Ulises
Velázquez Gil
En una escena de la
película Lección de honor, el profesor William Hundert (protagonizado
por Kevin Kline), luego de hacerle ver a sus alumnos la “inexistencia” de un
personaje histórico, concluye muy convincente con las siguientes palabras:
“toda ambición y conquista sin una contribución no tiene el menor significado”.
Cada vida, en la medida de lo posible, se significa en sus propios hechos, pero
sólo el tiempo se encarga de enmarcarle significado.
Para los alcances de una colección de libros ungidos la
biografía, toda vida –sucedida en el vaivén del poder, del saber, del crear–
digna es de interés.
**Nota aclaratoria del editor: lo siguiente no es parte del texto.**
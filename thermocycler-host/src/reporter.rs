//! Log-backed run reporter
//!
//! Progress lines keep the format operators know from the bench:
//!
//! ```text
//! Step(2/93): Heating/cooling - 1	0.50	255	71.20	0	0	0	0
//! Step(2/93): Waiting...12.5s of 30s. 1	0.50	255	94.10	0	0	0	0
//! ```

use std::time::Duration;

use log::Level;
use thermocycler_core::{Reporter, RunEvent};
use thermocycler_protocol::StatusSample;

/// Reporter that writes every run event through the `log` facade
#[derive(Debug, Clone, Copy, Default)]
pub struct LogReporter;

impl Reporter for LogReporter {
    fn report(&mut self, event: &RunEvent<'_>) {
        let (level, message) = describe(event);
        log::log!(level, "{message}");
    }
}

/// Render an event as a log level and message
pub fn describe(event: &RunEvent<'_>) -> (Level, String) {
    match event {
        RunEvent::HandshakeLine { index, line } => (
            Level::Debug,
            format!("Controller banner {index}: {}", String::from_utf8_lossy(line)),
        ),
        RunEvent::SetpointSent {
            step,
            total,
            target_c,
        } => (
            Level::Info,
            format!("Step({}/{total}): Setting temperature to {target_c:.1}", step + 1),
        ),
        RunEvent::Heating {
            step,
            total,
            sample,
            ..
        } => (
            Level::Info,
            format!(
                "Step({}/{total}): Heating/cooling - {}",
                step + 1,
                raw_line(sample)
            ),
        ),
        RunEvent::TemperatureReached {
            step,
            total,
            target_c,
            measured_c,
        } => (
            Level::Info,
            format!(
                "Step({}/{total}): Reached {measured_c:.2} (target {target_c:.1})",
                step + 1
            ),
        ),
        RunEvent::Holding {
            step,
            total,
            elapsed,
            hold,
            sample,
        } => (
            Level::Info,
            format!(
                "Step({}/{total}): Waiting...{:.1}s of {}s. {}",
                step + 1,
                elapsed.as_secs_f32(),
                hold.as_secs(),
                raw_line(sample)
            ),
        ),
        RunEvent::StatusMessage { text } => {
            (Level::Info, format!("Status Message from pcr: {text}"))
        }
        RunEvent::MalformedLine { line, error } => (
            Level::Warn,
            format!(
                "Skipping unreadable line ({error:?}): {}",
                String::from_utf8_lossy(line)
            ),
        ),
        RunEvent::StepComplete { step, total } => {
            (Level::Debug, format!("Step({}/{total}): complete", step + 1))
        }
        RunEvent::ProgramComplete { total } => (
            Level::Info,
            format!("Program complete: {total} steps"),
        ),
        RunEvent::ShutdownSent { target_c } => (
            Level::Warn,
            format!("Commanded safe temperature {target_c:.1}"),
        ),
        RunEvent::Aborted {
            step,
            total,
            reason,
        } => (
            Level::Error,
            format!("Run aborted in step {}/{total}: {reason:?}", step + 1),
        ),
    }
}

/// Rejoin a sample's fields as they appeared on the wire
fn raw_line(sample: &StatusSample<'_>) -> String {
    sample.raw_fields.join("\t")
}

/// Format a duration as `1h 02m 03s`
pub fn format_duration(duration: Duration) -> String {
    let secs = duration.as_secs();
    let (h, m, s) = (secs / 3600, (secs / 60) % 60, secs % 60);
    if h > 0 {
        format!("{h}h {m:02}m {s:02}s")
    } else if m > 0 {
        format!("{m}m {s:02}s")
    } else {
        format!("{s}s")
    }
}
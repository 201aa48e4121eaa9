//! Program steps

use core::time::Duration;

use heapless::Vec;

#[cfg(feature = "serde")]
use serde::{Deserialize, Serialize};

/// Maximum steps in an expanded program
pub const MAX_PROGRAM_STEPS: usize = 512;

/// A single program step
///
/// Steps are the atomic units of execution: drive the controller to the
/// target temperature, then hold it for the given duration.
#[derive(Debug, Clone, Copy, PartialEq)]
#[cfg_attr(feature = "defmt", derive(defmt::Format))]
#[cfg_attr(feature = "serde", derive(Serialize, Deserialize))]
pub struct Step {
    target_temperature_c: f32,
    hold: Duration,
}

impl Step {
    /// Create a step
    pub const fn new(target_temperature_c: f32, hold: Duration) -> Self {
        Self {
            target_temperature_c,
            hold,
        }
    }

    /// Create a step with a hold time in whole seconds
    pub const fn from_secs(target_temperature_c: f32, hold_s: u64) -> Self {
        Self::new(target_temperature_c, Duration::from_secs(hold_s))
    }

    /// Target temperature in °C
    pub const fn target_temperature_c(&self) -> f32 {
        self.target_temperature_c
    }

    /// Time to hold the target once reached
    pub const fn hold(&self) -> Duration {
        self.hold
    }

    /// Check whether a measurement counts as reaching this step's target
    ///
    /// The comparison is strict: a deviation of exactly `tolerance_c`
    /// is not reached.
    pub fn is_reached(&self, measured_c: f32, tolerance_c: f32) -> bool {
        let diff = measured_c - self.target_temperature_c;
        let deviation = if diff < 0.0 { -diff } else { diff };
        deviation < tolerance_c
    }
}

/// Errors building a program
#[derive(Debug, Clone, Copy, PartialEq, Eq)]
#[cfg_attr(feature = "defmt", derive(defmt::Format))]
pub enum ProgramError {
    /// Start block has no steps
    EmptyStart,
    /// End block has no steps
    EmptyEnd,
    /// A target temperature is NaN or infinite
    InvalidTemperature,
    /// Expanded program exceeds [`MAX_PROGRAM_STEPS`]
    TooManySteps,
}

/// An expanded, ordered PCR program
#[derive(Debug, Clone, PartialEq)]
#[cfg_attr(feature = "serde", derive(Serialize, Deserialize))]
pub struct Program {
    steps: Vec<Step, MAX_PROGRAM_STEPS>,
}

impl Program {
    /// Build a program from its blocks
    ///
    /// The result is `start`, then `cycle` repeated `n_cycles` times, then
    /// `end`. Its length is `start.len() + cycle.len() * n_cycles + end.len()`.
    pub fn build(
        start: &[Step],
        cycle: &[Step],
        n_cycles: u16,
        end: &[Step],
    ) -> Result<Self, ProgramError> {
        if start.is_empty() {
            return Err(ProgramError::EmptyStart);
        }
        if end.is_empty() {
            return Err(ProgramError::EmptyEnd);
        }

        let blocks = start
            .iter()
            .chain(cycle.iter().cycle().take(cycle.len() * n_cycles as usize))
            .chain(end.iter());

        let mut steps = Vec::new();
        for step in blocks {
            if !step.target_temperature_c.is_finite() {
                return Err(ProgramError::InvalidTemperature);
            }
            steps.push(*step).map_err(|_| ProgramError::TooManySteps)?;
        }

        Ok(Self { steps })
    }

    /// Steps in execution order
    pub fn steps(&self) -> &[Step] {
        &self.steps
    }

    /// Number of steps
    pub fn len(&self) -> usize {
        self.steps.len()
    }

    /// Check if the program has no steps
    pub fn is_empty(&self) -> bool {
        self.steps.is_empty()
    }

    /// Sum of all hold durations
    ///
    /// A lower bound for the run time; ramping between setpoints adds to it.
    pub fn total_hold(&self) -> Duration {
        self.steps.iter().map(Step::hold).sum()
    }
}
Y sus contribuciones y legados, claro está, quedan todavía
por dar sus mejores conquistas.
Javier Garciadiego,
historiador de generosa e inteligente pluma (y próximo integrante de El Colegio
Nacional, por cierto), se une a esta empresa con su biografía de uno de los
escritores mexicanos más importantes de todos los tiempos, Alfonso Reyes, en
espera de suscitar postrero interés tanto por una vida llena de claroscuros
como por una obra prístina, a prueba de tiempo.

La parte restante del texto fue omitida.